Midwives Under a Sky of Milk
I’m in Cayucos for the weekend, the small seaside town where Luke and his family used to come in the summers when he was young and still got in big trouble and had privileges like crab fishing taken away. I had planned to be here with Luke and his parents since this is the marathon he and his dad chose to run together this year. But instead, I am here with just Luke’s parents in a house a few doors down from where they made their family memories in a flat house with a deck overlooking the sea. Instead of walking on the sand with Luke, he sends pictures of 40,000 pounds of black cod spilling from a brimming tin bucket on a giant hook. I think I would rather be here. Unlike a lot of coastal California towns, Cayucos has an authentic dilapidation to it, the town sitting on a stretch of Highway 1 often bypassed by those trying to get to the bigger ones faster—Morrow Bay or Cambria or San Luis Obispo. There’s an abandoned welding factory on a slope of fuzzy yellow flowers, and metal swingsets in the sand near the pier—big swingsets, the kind they would remove today in a newer park and replace with plastic. The grocery store has tiny buggies like the ones at the Jack ‘n’ Jill market in the rural Illinois town where my dad grew up. There are flies in the store and brown bananas and simple, delicious sandwiches you order from an old man behind the deli counter. I had a whole milk latte from the coffeeshop on Main Street, peopled only by a young girl steaming milk in a plaid shirt, an old man wearing small glasses, and a bassett hound with bloodshot eyes and a wobbly head.
This morning, the fog is so thick, the water disappears into a froth of white just past the black rocks topped with pairs of white birds. Inside the place we are staying, there are two rows of books. Most of them are the kind my dad read when I was little—Robert Ludlums and Clive Cusslers–fat-spined books with gold-rimmed letters and adventure titles. But there’s also another book here called Midwives that I remember seeing when it was popular, right around the time, I think when I read The Red Tent—a time when I felt like I was first becoming a part of a secret, widespread community of people who are deep and happy-sad and relational: the community of women.
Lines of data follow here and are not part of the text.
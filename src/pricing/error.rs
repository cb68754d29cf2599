use axum::{
    http::StatusCode,
    response::{IntoResponse, Response},
};
use tracing::{error, warn};

use crate::error::ErrorResponse;

/// Error types for calls to the external pricing provider
#[derive(Debug, thiserror::Error)]
pub enum PricingError {
    #[error("pricing provider API key is not configured")]
    ConfigError,

    #[error("unauthorized access, check the provider API key")]
    Unauthorized,

    #[error("rate limit exceeded, please try again later")]
    RateLimited,

    #[error("pricing provider error: {0}")]
    UpstreamError(String),
}

impl PricingError {
    pub fn status_code(&self) -> StatusCode {
        match self {
            PricingError::ConfigError => StatusCode::INTERNAL_SERVER_ERROR,
            PricingError::Unauthorized => StatusCode::BAD_GATEWAY,
            PricingError::RateLimited => StatusCode::TOO_MANY_REQUESTS,
            PricingError::UpstreamError(_) => StatusCode::BAD_GATEWAY,
        }
    }

    pub fn code(&self) -> &'static str {
        match self {
            PricingError::ConfigError => "PRICING_NOT_CONFIGURED",
            PricingError::Unauthorized => "PRICING_UNAUTHORIZED",
            PricingError::RateLimited => "RATE_LIMITED",
            PricingError::UpstreamError(_) => "UPSTREAM_ERROR",
        }
    }

    /// Provider details stay in the logs
    pub fn error_message(&self) -> String {
        match self {
            PricingError::ConfigError => "Pricing service is not configured".to_string(),
            PricingError::Unauthorized => "Pricing provider rejected our credentials".to_string(),
            PricingError::RateLimited => "Rate limit exceeded, please try again later".to_string(),
            PricingError::UpstreamError(_) => "Failed to fetch prices from provider".to_string(),
        }
    }
}

impl IntoResponse for PricingError {
    fn into_response(self) -> Response {
        match &self {
            PricingError::ConfigError | PricingError::Unauthorized => error!("Pricing error: {}", self),
            PricingError::RateLimited | PricingError::UpstreamError(_) => warn!("Pricing error: {}", self),
        }

        ErrorResponse::new(self.error_message(), self.code()).into_response_with(self.status_code())
    }
}

impl From<reqwest::Error> for PricingError {
    fn from(err: reqwest::Error) -> Self {
        if err.is_timeout() {
            PricingError::UpstreamError("request timed out".to_string())
        } else {
            PricingError::UpstreamError(err.to_string())
        }
    }
}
This morning, Willis started a fire in the living room and I am tucked in here by the lingering fog and a blanket woven with Lighthouses. I know I should read the books I brought, not a book about a midwife who is charged with murder after the death of a client. I can feel myself, already within the first 20 pages, steeling myself against the parts of labor I will not—or refuse to—experience. I will not be having a home birth, so I can disregard all of the charming advantages and terrifying risks associated with it. I will not be having a midwife, so I can forget learning first-hand all of their myths and stories (that blue cohosh tea stimulates labor, that babies come when it rains). To learn it from fiction protects me from believing that there is one way and one way only to have a baby, which so many people wish to believe (and wish for me to believe) now that I’m in this body of women who make decisions about the best way to burst out new lives.
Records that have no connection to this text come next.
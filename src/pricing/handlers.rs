// HTTP handlers for flight and hotel price lookups
// All public; the provider key never leaves the server

use axum::extract::{Path, Query, State};
use tracing::debug;

use crate::error::ApiError;
use crate::pricing::models::{
    DestinationLookupQuery, DestinationSuggestion, FlightQuery, FlightSearchResult,
    HotelSearchQuery, HotelSearchResult, PopularHotel,
};
use crate::response::ApiResponse;
use crate::AppState;

fn blank(value: &str) -> bool {
    value.trim().is_empty()
}

/// GET /api/flights/search
#[utoipa::path(
    get,
    path = "/api/flights/search",
    params(FlightQuery),
    responses(
        (status = 200, description = "Normalized flight prices", body = FlightSearchResult),
        (status = 400, description = "Missing origin, destination or depart_date", body = crate::error::ErrorResponse),
        (status = 429, description = "Provider rate limit", body = crate::error::ErrorResponse),
        (status = 502, description = "Provider failure", body = crate::error::ErrorResponse)
    ),
    tag = "pricing"
)]
pub async fn search_flights_handler(
    State(state): State<AppState>,
    Query(query): Query<FlightQuery>,
) -> Result<ApiResponse<FlightSearchResult>, ApiError> {
    if blank(&query.origin) || blank(&query.destination) || blank(&query.depart_date) {
        return Err(ApiError::BadRequest(
            "Missing required parameters: origin, destination, and depart_date".to_string(),
        ));
    }

    debug!(
        "Flight search {} -> {} on {}",
        query.origin, query.destination, query.depart_date
    );

    let result = state.pricing.search_flights(&query).await?;
    Ok(ApiResponse::ok("Flights retrieved successfully", result))
}

/// GET /api/hotels/search?destination=&checkIn=&checkOut=&adults=
pub async fn search_hotels_handler(
    State(state): State<AppState>,
    Query(query): Query<HotelSearchQuery>,
) -> Result<ApiResponse<HotelSearchResult>, ApiError> {
    if blank(&query.destination) {
        return Err(ApiError::BadRequest("Destination is required".to_string()));
    }
    if blank(&query.check_in) {
        return Err(ApiError::BadRequest("Check-in date is required".to_string()));
    }
    if blank(&query.check_out) {
        return Err(ApiError::BadRequest("Check-out date is required".to_string()));
    }

    let hotels = state
        .pricing
        .search_hotels(&query.destination, &query.check_in, &query.check_out, query.adults())
        .await?;

    Ok(ApiResponse::ok(
        "Hotels retrieved successfully",
        HotelSearchResult { hotels },
    ))
}

/// GET /api/hotels/popular/:city_id
pub async fn popular_hotels_handler(
    State(state): State<AppState>,
    Path(city_id): Path<String>,
) -> Result<ApiResponse<Vec<PopularHotel>>, ApiError> {
    if blank(&city_id) {
        return Err(ApiError::BadRequest("City ID is required".to_string()));
    }

    let hotels = state.pricing.popular_hotels(city_id.trim()).await?;
    Ok(ApiResponse::ok("Popular hotels retrieved successfully", hotels))
}

/// GET /api/hotels/destinations?query=
pub async fn hotel_destinations_handler(
    State(state): State<AppState>,
    Query(lookup): Query<DestinationLookupQuery>,
) -> Result<ApiResponse<Vec<DestinationSuggestion>>, ApiError> {
    if blank(&lookup.query) {
        return Err(ApiError::BadRequest("Search query is required".to_string()));
    }

    let suggestions = state.pricing.destinations(lookup.query.trim()).await?;
    Ok(ApiResponse::ok("Destinations retrieved successfully", suggestions))
}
Maybe I shouldn’t be reading this book right now, with the mentions already of morbidity and fatalities and stillborns, but if you picked up a book, and for the first time, felt that you were a main character in it, a main character in a history that has been going on since the beginning of time, and not just a character in a vague way, but a participant in something that splits open a world every time it happens, would you put it down?
As the baby grows, pushing against my protective walls with its tiny hands, I try to narrate silently everything the life inside me cannot see. A striped cat is slinking through the petunias on the cliff out back. The birds are trading places and switching legs on jagged black stones. The fog is still stubborn even though the morning is waning. The sky is like evaporated milk poured over a heaving bowl of sea.